• Directions
Give the listing again in full, exactly as written.

• Dataset extract
▼
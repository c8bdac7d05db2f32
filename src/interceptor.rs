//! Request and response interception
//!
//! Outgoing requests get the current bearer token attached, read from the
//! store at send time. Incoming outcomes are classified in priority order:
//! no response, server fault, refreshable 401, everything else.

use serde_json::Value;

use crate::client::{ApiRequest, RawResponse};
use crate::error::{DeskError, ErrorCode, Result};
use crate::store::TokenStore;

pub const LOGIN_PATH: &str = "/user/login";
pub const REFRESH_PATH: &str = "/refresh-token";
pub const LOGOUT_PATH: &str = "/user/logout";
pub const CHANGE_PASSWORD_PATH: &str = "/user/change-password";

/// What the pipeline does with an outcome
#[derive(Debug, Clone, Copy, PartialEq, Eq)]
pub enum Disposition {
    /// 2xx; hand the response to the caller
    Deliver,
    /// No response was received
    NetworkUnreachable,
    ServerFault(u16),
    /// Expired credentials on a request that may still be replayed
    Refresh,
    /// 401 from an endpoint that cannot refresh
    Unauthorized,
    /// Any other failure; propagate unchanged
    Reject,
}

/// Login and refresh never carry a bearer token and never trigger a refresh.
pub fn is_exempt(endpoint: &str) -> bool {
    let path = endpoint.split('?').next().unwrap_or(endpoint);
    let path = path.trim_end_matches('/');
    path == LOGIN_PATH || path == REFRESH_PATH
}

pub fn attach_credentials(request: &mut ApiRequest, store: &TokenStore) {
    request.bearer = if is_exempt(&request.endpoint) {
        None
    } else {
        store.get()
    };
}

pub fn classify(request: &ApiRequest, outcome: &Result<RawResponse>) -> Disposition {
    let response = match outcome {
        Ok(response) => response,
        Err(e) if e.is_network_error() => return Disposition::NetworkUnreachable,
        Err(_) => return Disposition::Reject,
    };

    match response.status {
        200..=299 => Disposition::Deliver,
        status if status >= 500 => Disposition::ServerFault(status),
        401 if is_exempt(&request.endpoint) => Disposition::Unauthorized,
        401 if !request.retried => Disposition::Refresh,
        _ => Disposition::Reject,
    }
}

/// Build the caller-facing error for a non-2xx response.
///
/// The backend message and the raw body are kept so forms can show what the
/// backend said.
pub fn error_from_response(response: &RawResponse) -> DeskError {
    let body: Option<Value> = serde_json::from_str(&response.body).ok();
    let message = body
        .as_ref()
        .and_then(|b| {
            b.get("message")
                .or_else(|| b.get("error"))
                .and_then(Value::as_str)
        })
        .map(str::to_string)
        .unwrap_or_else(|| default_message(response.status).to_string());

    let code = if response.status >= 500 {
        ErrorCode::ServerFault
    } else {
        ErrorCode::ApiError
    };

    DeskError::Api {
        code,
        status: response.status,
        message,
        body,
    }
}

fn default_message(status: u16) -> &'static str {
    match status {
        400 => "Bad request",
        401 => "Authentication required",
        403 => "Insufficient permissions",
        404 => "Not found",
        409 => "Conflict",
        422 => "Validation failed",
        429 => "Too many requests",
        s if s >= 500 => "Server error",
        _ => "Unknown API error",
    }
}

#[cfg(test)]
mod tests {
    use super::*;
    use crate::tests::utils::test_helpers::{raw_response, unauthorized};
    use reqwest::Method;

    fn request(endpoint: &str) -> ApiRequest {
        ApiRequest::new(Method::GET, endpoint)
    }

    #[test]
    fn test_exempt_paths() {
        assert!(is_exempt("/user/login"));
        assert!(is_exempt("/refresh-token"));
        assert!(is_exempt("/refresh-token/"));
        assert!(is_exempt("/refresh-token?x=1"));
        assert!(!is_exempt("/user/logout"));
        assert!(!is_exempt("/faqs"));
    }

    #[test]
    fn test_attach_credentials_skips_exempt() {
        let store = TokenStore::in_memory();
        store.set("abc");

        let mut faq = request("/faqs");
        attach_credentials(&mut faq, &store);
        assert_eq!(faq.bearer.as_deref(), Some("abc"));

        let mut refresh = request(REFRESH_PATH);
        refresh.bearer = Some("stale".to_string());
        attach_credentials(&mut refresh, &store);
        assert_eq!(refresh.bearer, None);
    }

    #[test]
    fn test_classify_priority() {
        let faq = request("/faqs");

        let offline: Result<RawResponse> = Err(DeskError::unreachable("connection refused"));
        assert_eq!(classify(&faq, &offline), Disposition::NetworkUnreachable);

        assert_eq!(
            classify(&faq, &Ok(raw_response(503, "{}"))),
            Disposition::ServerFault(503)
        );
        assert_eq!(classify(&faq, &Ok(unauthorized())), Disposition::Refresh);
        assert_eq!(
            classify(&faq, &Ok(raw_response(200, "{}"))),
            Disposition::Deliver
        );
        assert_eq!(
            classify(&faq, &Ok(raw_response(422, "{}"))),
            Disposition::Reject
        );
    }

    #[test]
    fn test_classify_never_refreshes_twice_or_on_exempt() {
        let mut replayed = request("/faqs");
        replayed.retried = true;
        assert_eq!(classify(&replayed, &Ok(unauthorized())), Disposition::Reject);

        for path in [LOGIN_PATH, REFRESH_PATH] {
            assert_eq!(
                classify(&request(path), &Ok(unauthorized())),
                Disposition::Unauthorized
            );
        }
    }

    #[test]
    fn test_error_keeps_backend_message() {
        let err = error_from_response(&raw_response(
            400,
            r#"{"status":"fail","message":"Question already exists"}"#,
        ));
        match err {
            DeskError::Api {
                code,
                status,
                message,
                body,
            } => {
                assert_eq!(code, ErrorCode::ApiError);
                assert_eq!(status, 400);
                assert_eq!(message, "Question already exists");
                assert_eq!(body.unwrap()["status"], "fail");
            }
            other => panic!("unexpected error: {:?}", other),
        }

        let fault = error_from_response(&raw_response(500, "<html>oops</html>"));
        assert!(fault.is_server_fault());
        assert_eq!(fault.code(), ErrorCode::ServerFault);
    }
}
▲
• Your response
repository c8bdac7d05db2f32
filename src/interceptor.rs
//! Request and response interception
//!
//! Outgoing requests get the current bearer token attached, read from the
//! store at send time. Incoming outcomes are classified in priority order:
//! no response, server fault, refreshable 401, everything else.

use serde_json::Value;

use crate::client::{ApiRequest, RawResponse};
use crate::error::{DeskError, ErrorCode, Result};
use crate::store::TokenStore;

pub const LOGIN_PATH: &str = "/user/login";
pub const REFRESH_PATH: &str = "/refresh-token";
pub const LOGOUT_PATH: &str = "/user/logout";
pub const CHANGE_PASSWORD_PATH: &str = "/user/change-password";

/// What the pipeline does with an outcome
#[derive(Debug, Clone, Copy, PartialEq, Eq)]
pub enum Disposition {
    /// 2xx; hand the response to the caller
    Deliver,
    /// No response was received
    NetworkUnreachable,
    ServerFault(u16),
    /// Expired credentials on a request that may still be replayed
    Refresh,
    /// 401 from an endpoint that cannot refresh
    Unauthorized,
    /// Any other failure; propagate unchanged
    Reject,
}

/// Login and refresh never carry a bearer token and never trigger a refresh.
pub fn is_exempt(endpoint: &str) -> bool {
    let path = endpoint.split('?').next().unwrap_or(endpoint);
    let path = path.trim_end_matches('/');
    path == LOGIN_PATH || path == REFRESH_PATH
}

pub fn attach_credentials(request: &mut ApiRequest, store: &TokenStore) {
    request.bearer = if is_exempt(&request.endpoint) {
        None
    } else {
        store.get()
    };
}

pub fn classify(request: &ApiRequest, outcome: &Result<RawResponse>) -> Disposition {
    let response = match outcome {
        Ok(response) => response,
        Err(e) if e.is_network_error() => return Disposition::NetworkUnreachable,
        Err(_) => return Disposition::Reject,
    };

    match response.status {
        200..=299 => Disposition::Deliver,
        status if status >= 500 => Disposition::ServerFault(status),
        401 if is_exempt(&request.endpoint) => Disposition::Unauthorized,
        401 if !request.retried => Disposition::Refresh,
        _ => Disposition::Reject,
    }
}

/// Build the caller-facing error for a non-2xx response.
///
/// The backend message and the raw body are kept so forms can show what the
/// backend said.
pub fn error_from_response(response: &RawResponse) -> DeskError {
    let body: Option<Value> = serde_json::from_str(&response.body).ok();
    let message = body
        .as_ref()
        .and_then(|b| {
            b.get("message")
                .or_else(|| b.get("error"))
                .and_then(Value::as_str)
        })
        .map(str::to_string)
        .unwrap_or_else(|| default_message(response.status).to_string());

    let code = if response.status >= 500 {
        ErrorCode::ServerFault
    } else {
        ErrorCode::ApiError
    };

    DeskError::Api {
        code,
        status: response.status,
        message,
        body,
    }
}

fn default_message(status: u16) -> &'static str {
    match status {
        400 => "Bad request",
        401 => "Authentication required",
        403 => "Insufficient permissions",
        404 => "Not found",
        409 => "Conflict",
        422 => "Validation failed",
        429 => "Too many requests",
        s if s >= 500 => "Server error",
        _ => "Unknown API error",
    }
}

#[cfg(test)]
mod tests {
    use super::*;
    use crate::tests::utils::test_helpers::{raw_response, unauthorized};
    use reqwest::Method;

    fn request(endpoint: &str) -> ApiRequest {
        ApiRequest::new(Method::GET, endpoint)
    }

    #[test]
    fn test_exempt_paths() {
        assert!(is_exempt("/user/login"));
        assert!(is_exempt("/refresh-token"));
        assert!(is_exempt("/refresh-token/"));
        assert!(is_exempt("/refresh-token?x=1"));
        assert!(!is_exempt("/user/logout"));
        assert!(!is_exempt("/faqs"));
    }

    #[test]
    fn test_attach_credentials_skips_exempt() {
        let store = TokenStore::in_memory();
        store.set("abc");

        let mut faq = request("/faqs");
        attach_credentials(&mut faq, &store);
        assert_eq!(faq.bearer.as_deref(), Some("abc"));

        let mut refresh = request(REFRESH_PATH);
        refresh.bearer = Some("stale".to_string());
        attach_credentials(&mut refresh, &store);
        assert_eq!(refresh.bearer, None);
    }

    #[test]
    fn test_classify_priority() {
        let faq = request("/faqs");

        let offline: Result<RawResponse> = Err(DeskError::unreachable("connection refused"));
        assert_eq!(classify(&faq, &offline), Disposition::NetworkUnreachable);

        assert_eq!(
            classify(&faq, &Ok(raw_response(503, "{}"))),
            Disposition::ServerFault(503)
        );
        assert_eq!(classify(&faq, &Ok(unauthorized())), Disposition::Refresh);
        assert_eq!(
            classify(&faq, &Ok(raw_response(200, "{}"))),
            Disposition::Deliver
        );
        assert_eq!(
            classify(&faq, &Ok(raw_response(422, "{}"))),
            Disposition::Reject
        );
    }

    #[test]
    fn test_classify_never_refreshes_twice_or_on_exempt() {
        let mut replayed = request("/faqs");
        replayed.retried = true;
        assert_eq!(classify(&replayed, &Ok(unauthorized())), Disposition::Reject);

        for path in [LOGIN_PATH, REFRESH_PATH] {
            assert_eq!(
                classify(&request(path), &Ok(unauthorized())),
                Disposition::Unauthorized
            );
        }
    }

    #[test]
    fn test_error_keeps_backend_message() {
        let err = error_from_response(&raw_response(
            400,
            r#"{"status":"fail","message":"Question already exists"}"#,
        ));
        match err {
            DeskError::Api {
                code,
                status,
                message,
                body,
            } => {
                assert_eq!(code, ErrorCode::ApiError);
                assert_eq!(status, 400);
                assert_eq!(message, "Question already exists");
                assert_eq!(body.unwrap()["status"], "fail");
            }
            other => panic!("unexpected error: {:?}", other),
        }

        let fault = error_from_response(&raw_response(500, "<html>oops</html>"));
        assert!(fault.is_server_fault());
        assert_eq!(fault.code(), ErrorCode::ServerFault);
    }
}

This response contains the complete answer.